Fox, Coyote, Wolf, and Moose had watched Milas and Daidam prepare a shallow depression in the ground for the two-legged to be placed. They continued to watch as special care was given to collecting and placing stones until the body could be seen no more. Moose then wandered some distance away to nibble on clusters of flowers that grew on the end of long stalks. While seeming to give no care to the others, Fox didn’t fail to notice that his large brown eyes kept watch on the two-leggeds.
“What are we to do with them?” Coyote asked Fox.
Wolf snarled. “They cannot stay.”
“They cannot go,” Coyote told him. “The path is no more.”
“If it ever existed.”
Fox stretched then curled her body until her head could rest on her front paws. “We wait for Badger.”
“To tell us what?” Wolf growled. “That the two-leggeds threaten Airhini? This we know.”

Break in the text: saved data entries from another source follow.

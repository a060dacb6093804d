use bevy::prelude::*;

use skydash::plugins::{add_game_plugins, GameSet};
use skydash::resources::{GameConfig, StepMode};
use skydash::systems::render;

fn main() {
    let config = match std::env::args().nth(1) {
        Some(path) => match GameConfig::load(&path) {
            Ok(config) => config,
            Err(err) => {
                eprintln!("failed to load {}: {}", path, err);
                std::process::exit(1);
            }
        },
        None => GameConfig::default(),
    };

    let mut app = App::new();
    app.add_plugins(DefaultPlugins.set(WindowPlugin {
        primary_window: Some(Window {
            title: "skydash".into(),
            ..default()
        }),
        ..default()
    }));

    add_game_plugins(&mut app, &config, StepMode::RealTime);

    app.add_systems(Startup, render::setup_scene)
        .add_systems(
            Update,
            (
                render::decorate_runway,
                render::sync_vehicle_visuals,
                render::sync_obstacle_visuals,
                render::sync_camera,
                render::sync_sky,
            )
                .after(GameSet::Hud),
        )
        .run();
}
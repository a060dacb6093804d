use bevy::prelude::*;
use nalgebra::Vector3;

use crate::components::{
    runway_forward, ControlIntent, PlayerController, RunwayComponent, VehicleConfig, VehicleState,
};
use crate::resources::{FlightPhase, GameSession, PhysicsConfig, SimTime};

/// Ground-roll and takeoff control law.
///
/// The throttle integrates speed along the runway axis, pitch authority is
/// gated on airspeed, and lift fights gravity once the airplane is rolling.
pub fn taxi_takeoff_system(
    mut query: Query<(&mut VehicleState, &VehicleConfig, &ControlIntent), With<PlayerController>>,
    runway_query: Query<&RunwayComponent>,
    physics: Res<PhysicsConfig>,
    time: Res<SimTime>,
) {
    let Ok((mut state, config, intent)) = query.get_single_mut() else {
        return;
    };
    let Ok(runway) = runway_query.get_single() else {
        return;
    };

    update_taxi(&mut state, config, intent, &physics, runway, time.delta);
}

/// Updates one airplane through a single takeoff-roll step.
///
/// # Arguments
/// * `state` - The mutable state of the airplane to update.
/// * `config` - The airplane's control-law tunables.
/// * `intent` - The latched controls for this tick.
/// * `dt` - The time step (in seconds) over which to apply the update.
fn update_taxi(
    state: &mut VehicleState,
    config: &VehicleConfig,
    intent: &ControlIntent,
    physics: &PhysicsConfig,
    runway: &RunwayComponent,
    dt: f64,
) {
    let accel = if intent.boost {
        config.taxi_acceleration
    } else {
        -config.taxi_drag
    };

    // The airplane never rolls backward off the threshold.
    let forward_speed = (state.forward_speed() + accel * dt).max(0.0);

    // Rotation is only honored once the wings have some authority.
    if intent.pitch_up && forward_speed > 0.5 * config.takeoff_speed {
        state.pitch = (state.pitch + config.pitch_rate * dt).min(config.max_pitch);
    } else if state.pitch > 0.0 {
        state.pitch = (state.pitch - config.pitch_rate * dt).max(0.0);
    }

    let resting = runway.surface_height + config.resting_height;
    let mut vertical_speed = state.spatial.velocity.y;

    if forward_speed > config.rest_speed_epsilon {
        let lift = (forward_speed / config.takeoff_speed) * state.pitch.sin() * config.lift_gain;
        vertical_speed += (lift - physics.gravity) * dt;
    } else {
        // Parked or nearly so: kill any vertical drift.
        vertical_speed = 0.0;
        state.spatial.position.y = resting;
    }

    state.spatial.velocity = runway_forward() * forward_speed + Vector3::y() * vertical_speed;
    let step = state.spatial.velocity * dt;
    state.spatial.position += step;

    // Never sink through the runway while descending.
    if state.spatial.position.y < resting && state.spatial.velocity.y < 0.0 {
        state.spatial.position.y = resting;
        state.spatial.velocity.y = 0.0;
    }

    state.yaw = runway.heading;
    state.roll = 0.0;
    state.display_bank = 0.0;
    state.refresh_attitude();
}

/// Promotes Taxi to Flight once the takeoff gate is cleared: the airplane
/// must be both far enough down the runway and high enough, at the same
/// time. Speed alone never triggers the transition.
pub fn takeoff_gate_system(
    query: Query<(&VehicleState, &VehicleConfig), With<PlayerController>>,
    session: Res<GameSession>,
    mut next_phase: ResMut<NextState<FlightPhase>>,
) {
    let Ok((state, config)) = query.get_single() else {
        return;
    };

    let distance = state.forward_distance(&session.origin);
    let altitude = state.spatial.altitude();

    if distance > config.takeoff_gate_distance && altitude > config.takeoff_gate_altitude {
        info!(
            "airborne: {:.1}m down the runway at {:.1}m altitude",
            distance, altitude
        );
        next_phase.set(FlightPhase::Flight);
    }
}
use bevy::prelude::*;

use crate::components::{PlayerController, VehicleState};
use crate::resources::{EnvironmentConfig, EnvironmentModel, SimTime};

/// Feeds the decorative surroundings their per-frame inputs: the clamped
/// delta and the airplane position. Strictly one-way; the simulation never
/// reads the model back.
pub fn environment_system(
    config: Res<EnvironmentConfig>,
    mut model: ResMut<EnvironmentModel>,
    time: Res<SimTime>,
    query: Query<&VehicleState, With<PlayerController>>,
) {
    let Ok(state) = query.get_single() else {
        return;
    };

    model.advance(&config, time.delta, &state.spatial.position);
}
use bevy::prelude::*;

use crate::components::{runway_forward, ControlIntent, PlayerController, VehicleConfig, VehicleState};
use crate::resources::SimTime;

/// Free-flight control law.
///
/// Pitch and roll chase the held intents at fixed rates; velocity has no
/// inertia and is rebuilt from the attitude every tick.
pub fn flight_system(
    mut query: Query<(&mut VehicleState, &VehicleConfig, &ControlIntent), With<PlayerController>>,
    time: Res<SimTime>,
) {
    let Ok((mut state, config, intent)) = query.get_single_mut() else {
        return;
    };

    update_flight(&mut state, config, intent, time.delta);
}

fn update_flight(state: &mut VehicleState, config: &VehicleConfig, intent: &ControlIntent, dt: f64) {
    let pitch_demand = intent.pitch_axis();
    state.pitch = if pitch_demand != 0.0 {
        state.pitch + pitch_demand * config.pitch_rate * dt
    } else {
        decay_toward_zero(state.pitch, config.pitch_rate * dt)
    }
    .clamp(-config.max_pitch, config.max_pitch);

    let roll_demand = intent.roll_axis();
    state.roll = if roll_demand != 0.0 {
        state.roll + roll_demand * config.roll_rate * dt
    } else {
        decay_toward_zero(state.roll, config.roll_rate * dt)
    }
    .clamp(-config.max_roll, config.max_roll);

    // Turn with bank: full deflection yaws at half the roll rate.
    state.yaw += (state.roll / config.max_roll) * (config.roll_rate * 0.5) * dt;

    state.refresh_attitude();

    // No inertia in the air: velocity snaps to nose direction times the
    // commanded speed every tick.
    let target_speed = if intent.boost {
        config.boost_speed
    } else {
        config.cruise_speed
    };
    let direction = state.spatial.attitude * runway_forward();
    state.spatial.velocity = direction * target_speed;
    let step = state.spatial.velocity * dt;
    state.spatial.position += step;

    // Cosmetic bank chases an overshot target so turns read on screen. The
    // physical roll state above never sees this value.
    let bank_target = state.roll * config.bank_overshoot;
    let blend = 1.0 - (-config.bank_smoothing * dt).exp();
    state.display_bank += (bank_target - state.display_bank) * blend;
}

fn decay_toward_zero(value: f64, step: f64) -> f64 {
    if value.abs() <= step {
        0.0
    } else {
        value - value.signum() * step
    }
}
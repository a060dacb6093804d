use thiserror::Error;

#[derive(Error, Debug)]
pub enum ConfigError {
    #[error("Failed to read config file: {0}")]
    File(#[from] std::io::Error),
    #[error("Failed to parse YAML: {0}")]
    Yaml(#[from] serde_yaml::Error),
    #[error("Invalid game configuration: {0}")]
    Validation(String),
}

pub type Result<T> = std::result::Result<T, ConfigError>;
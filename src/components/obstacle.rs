use bevy::prelude::*;
use nalgebra::Vector3;
use serde::{Deserialize, Serialize};

use crate::components::SpatialComponent;

/// Fired in the frame an obstacle volume intersects the airplane sphere.
#[derive(Event)]
pub struct CollisionEvent {
    /// Obstacle that was hit
    pub obstacle: Entity,
    /// Airplane position at the moment of impact
    pub impact_point: Vector3<f64>,
}

/// Local-space shape of an obstacle.
#[derive(Debug, Clone, Copy, PartialEq, Serialize, Deserialize)]
pub enum VolumeShape {
    Sphere { radius: f64 },
    Box { half_extents: Vector3<f64> },
}

/// A hazard placed along the flight corridor.
///
/// Obstacles never translate on their own; longitudinal progress only happens
/// through despawn and respawn. The spinner variant rotates in place at
/// `spin_rate` and is otherwise identical.
#[derive(Component, Debug, Clone, Serialize, Deserialize)]
pub struct Obstacle {
    pub shape: VolumeShape,
    /// Rotation rate about the vertical axis [rad/s], zero for static blocks
    pub spin_rate: f64,
}

impl Obstacle {
    pub fn fixed(shape: VolumeShape) -> Self {
        Self {
            shape,
            spin_rate: 0.0,
        }
    }

    pub fn spinner(shape: VolumeShape, spin_rate: f64) -> Self {
        Self { shape, spin_rate }
    }

    pub fn is_spinner(&self) -> bool {
        self.spin_rate != 0.0
    }
}

/// World-space collision volume, recomputed from the live transform every
/// frame so it stays correct for the rotating variant.
#[derive(Component, Debug, Clone, Copy, PartialEq)]
pub enum CollisionVolume {
    Sphere {
        center: Vector3<f64>,
        radius: f64,
    },
    Aabb {
        min: Vector3<f64>,
        max: Vector3<f64>,
    },
}

impl CollisionVolume {
    /// Build the world-space volume for `shape` at the given transform.
    ///
    /// Boxes are conservatively wrapped in the axis-aligned bounds of their
    /// rotated corners, so a spinner sweeping past the vertical stays covered.
    pub fn from_shape(shape: &VolumeShape, spatial: &SpatialComponent) -> Self {
        match *shape {
            VolumeShape::Sphere { radius } => Self::Sphere {
                center: spatial.position,
                radius,
            },
            VolumeShape::Box { half_extents } => {
                let mut min = spatial.position;
                let mut max = spatial.position;
                for sx in [-1.0, 1.0] {
                    for sy in [-1.0, 1.0] {
                        for sz in [-1.0, 1.0] {
                            let corner = Vector3::new(
                                sx * half_extents.x,
                                sy * half_extents.y,
                                sz * half_extents.z,
                            );
                            let world = spatial.position + spatial.attitude * corner;
                            min = min.inf(&world);
                            max = max.sup(&world);
                        }
                    }
                }
                Self::Aabb { min, max }
            }
        }
    }

    /// Test against a sphere, the airplane's coarse collision proxy.
    pub fn intersects_sphere(&self, center: &Vector3<f64>, radius: f64) -> bool {
        match self {
            Self::Sphere {
                center: own_center,
                radius: own_radius,
            } => {
                let limit = radius + own_radius;
                (center - own_center).norm_squared() <= limit * limit
            }
            Self::Aabb { min, max } => {
                let closest = Vector3::new(
                    center.x.clamp(min.x, max.x),
                    center.y.clamp(min.y, max.y),
                    center.z.clamp(min.z, max.z),
                );
                (center - closest).norm_squared() <= radius * radius
            }
        }
    }
}
use bevy::prelude::*;
use nalgebra::Vector3;

use crate::resources::EnvironmentConfig;

/// Decorative world state: sky hue phase, cloud band drift and the anchor
/// the ground/sky meshes are recentered on. Receives the frame delta and the
/// airplane position every tick and feeds nothing back into the simulation.
#[derive(Resource, Debug, Clone, PartialEq)]
pub struct EnvironmentModel {
    pub sky_phase: f64,
    pub cloud_offset: f64,
    pub anchor: Vector3<f64>,
}

impl Default for EnvironmentModel {
    fn default() -> Self {
        Self {
            sky_phase: 0.0,
            cloud_offset: 0.0,
            anchor: Vector3::zeros(),
        }
    }
}

impl EnvironmentModel {
    pub fn advance(
        &mut self,
        config: &EnvironmentConfig,
        dt: f64,
        vehicle_position: &Vector3<f64>,
    ) {
        self.sky_phase = (self.sky_phase + config.sky_cycle_rate * dt) % std::f64::consts::TAU;
        self.cloud_offset += config.cloud_drift_rate * dt;
        // Keep the scenery centered under the airplane.
        self.anchor = Vector3::new(vehicle_position.x, 0.0, vehicle_position.z);
    }

    pub fn reset(&mut self) {
        *self = Self::default();
    }
}
mod camera;
mod environment;
mod flight;
mod input;
mod obstacles;
pub mod render;
mod reset;
mod scoring;
mod taxi;

pub use camera::camera_follow_system;
pub use environment::environment_system;
pub use flight::flight_system;
pub use input::{keyboard_intent_system, restart_key_system};
pub use obstacles::{
    collision_detection_system, despawn_passed_obstacles, refresh_collision_volumes,
    replenish_obstacles, spawn_initial_obstacles, spin_obstacles_system, ObstacleSpawner,
};
pub use reset::restart_system;
pub use scoring::{game_over_system, hud_snapshot_system, scoring_system};
pub use taxi::{takeoff_gate_system, taxi_takeoff_system};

Coyote sighed. “They have made no threats.” He flopped over onto his side. “Why do you not trust their words?”
Wolf glared at the relaxed Coyote. “Are they not two-leggeds.”
“You speak true.”
“Then that is your answer.”
Coyote laughed. “You are a good guardian, Wolf. But see no threat where none be.”
“Your words are twisted.” Wolf grumbled before stalking away to find a shady spot to wait for Badger’s return.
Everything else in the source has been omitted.